*** Source data Section Begins ***

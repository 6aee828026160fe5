use serde::{Deserialize, Serialize};
use std::fmt;
use std::str::FromStr;

/// The unit of permission granularity.
///
/// `Create` is a type-level action: it is evaluated against an object type
/// through [`user_can_create`](crate::authz::user_can_create) and never
/// against an existing object.
#[derive(Debug, Clone, Copy, PartialEq, Eq, Hash, Serialize, Deserialize)]
#[serde(rename_all = "lowercase")]
pub enum Action {
    Create,
    Read,
    Update,
    Delete,
}

impl Action {
    pub fn as_str(&self) -> &'static str {
        match self {
            Action::Create => "create",
            Action::Read => "read",
            Action::Update => "update",
            Action::Delete => "delete",
        }
    }
}

impl fmt::Display for Action {
    fn fmt(&self, f: &mut fmt::Formatter<'_>) -> fmt::Result {
        f.write_str(self.as_str())
    }
}

impl FromStr for Action {
    type Err = String;

    fn from_str(s: &str) -> Result<Self, Self::Err> {
        match s {
            "create" => Ok(Action::Create),
            "read" => Ok(Action::Read),
            "update" => Ok(Action::Update),
            "delete" => Ok(Action::Delete),
            other => Err(format!("unknown action '{}'", other)),
        }
    }
}

/// Every kind of access-controlled platform resource.
#[derive(Debug, Clone, Copy, PartialEq, Eq, Hash, Serialize, Deserialize)]
#[serde(rename_all = "lowercase")]
pub enum ObjectType {
    Forecasts,
    Observations,
    Mappings,
    Sites,
    Aggregates,
    Users,
    Roles,
    Permissions,
}

impl ObjectType {
    pub fn as_str(&self) -> &'static str {
        match self {
            ObjectType::Forecasts => "forecasts",
            ObjectType::Observations => "observations",
            ObjectType::Mappings => "mappings",
            ObjectType::Sites => "sites",
            ObjectType::Aggregates => "aggregates",
            ObjectType::Users => "users",
            ObjectType::Roles => "roles",
            ObjectType::Permissions => "permissions",
        }
    }

    /// Backing table for objects of this type. Role and permission mappings
    /// are relation rows rather than standalone objects, so they have no
    /// table of their own and can never be resolved by id.
    pub fn table(&self) -> Option<&'static str> {
        match self {
            ObjectType::Forecasts => Some("forecasts"),
            ObjectType::Observations => Some("observations"),
            ObjectType::Sites => Some("sites"),
            ObjectType::Aggregates => Some("aggregates"),
            ObjectType::Users => Some("users"),
            ObjectType::Roles => Some("roles"),
            ObjectType::Permissions => Some("permissions"),
            ObjectType::Mappings => None,
        }
    }
}

impl fmt::Display for ObjectType {
    fn fmt(&self, f: &mut fmt::Formatter<'_>) -> fmt::Result {
        f.write_str(self.as_str())
    }
}

impl FromStr for ObjectType {
    type Err = String;

    fn from_str(s: &str) -> Result<Self, Self::Err> {
        match s {
            "forecasts" => Ok(ObjectType::Forecasts),
            "observations" => Ok(ObjectType::Observations),
            "mappings" => Ok(ObjectType::Mappings),
            "sites" => Ok(ObjectType::Sites),
            "aggregates" => Ok(ObjectType::Aggregates),
            "users" => Ok(ObjectType::Users),
            "roles" => Ok(ObjectType::Roles),
            "permissions" => Ok(ObjectType::Permissions),
            other => Err(format!("unknown object type '{}'", other)),
        }
    }
}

*** Source data Section Ends ***

** Assignment **
Would you give the listing again, word for word?

** Exercise solution **
repository 6aee828026160fe5
use serde::{Deserialize, Serialize};
use std::fmt;
use std::str::FromStr;

/// The unit of permission granularity.
///
/// `Create` is a type-level action: it is evaluated against an object type
/// through [`user_can_create`](crate::authz::user_can_create) and never
/// against an existing object.
#[derive(Debug, Clone, Copy, PartialEq, Eq, Hash, Serialize, Deserialize)]
#[serde(rename_all = "lowercase")]
pub enum Action {
    Create,
    Read,
    Update,
    Delete,
}

impl Action {
    pub fn as_str(&self) -> &'static str {
        match self {
            Action::Create => "create",
            Action::Read => "read",
            Action::Update => "update",
            Action::Delete => "delete",
        }
    }
}

impl fmt::Display for Action {
    fn fmt(&self, f: &mut fmt::Formatter<'_>) -> fmt::Result {
        f.write_str(self.as_str())
    }
}

impl FromStr for Action {
    type Err = String;

    fn from_str(s: &str) -> Result<Self, Self::Err> {
        match s {
            "create" => Ok(Action::Create),
            "read" => Ok(Action::Read),
            "update" => Ok(Action::Update),
            "delete" => Ok(Action::Delete),
            other => Err(format!("unknown action '{}'", other)),
        }
    }
}

/// Every kind of access-controlled platform resource.
#[derive(Debug, Clone, Copy, PartialEq, Eq, Hash, Serialize, Deserialize)]
#[serde(rename_all = "lowercase")]
pub enum ObjectType {
    Forecasts,
    Observations,
    Mappings,
    Sites,
    Aggregates,
    Users,
    Roles,
    Permissions,
}

impl ObjectType {
    pub fn as_str(&self) -> &'static str {
        match self {
            ObjectType::Forecasts => "forecasts",
            ObjectType::Observations => "observations",
            ObjectType::Mappings => "mappings",
            ObjectType::Sites => "sites",
            ObjectType::Aggregates => "aggregates",
            ObjectType::Users => "users",
            ObjectType::Roles => "roles",
            ObjectType::Permissions => "permissions",
        }
    }

    /// Backing table for objects of this type. Role and permission mappings
    /// are relation rows rather than standalone objects, so they have no
    /// table of their own and can never be resolved by id.
    pub fn table(&self) -> Option<&'static str> {
        match self {
            ObjectType::Forecasts => Some("forecasts"),
            ObjectType::Observations => Some("observations"),
            ObjectType::Sites => Some("sites"),
            ObjectType::Aggregates => Some("aggregates"),
            ObjectType::Users => Some("users"),
            ObjectType::Roles => Some("roles"),
            ObjectType::Permissions => Some("permissions"),
            ObjectType::Mappings => None,
        }
    }
}

impl fmt::Display for ObjectType {
    fn fmt(&self, f: &mut fmt::Formatter<'_>) -> fmt::Result {
        f.write_str(self.as_str())
    }
}

impl FromStr for ObjectType {
    type Err = String;

    fn from_str(s: &str) -> Result<Self, Self::Err> {
        match s {
            "forecasts" => Ok(ObjectType::Forecasts),
            "observations" => Ok(ObjectType::Observations),
            "mappings" => Ok(ObjectType::Mappings),
            "sites" => Ok(ObjectType::Sites),
            "aggregates" => Ok(ObjectType::Aggregates),
            "users" => Ok(ObjectType::Users),
            "roles" => Ok(ObjectType::Roles),
            "permissions" => Ok(ObjectType::Permissions),
            other => Err(format!("unknown object type '{}'", other)),
        }
    }
}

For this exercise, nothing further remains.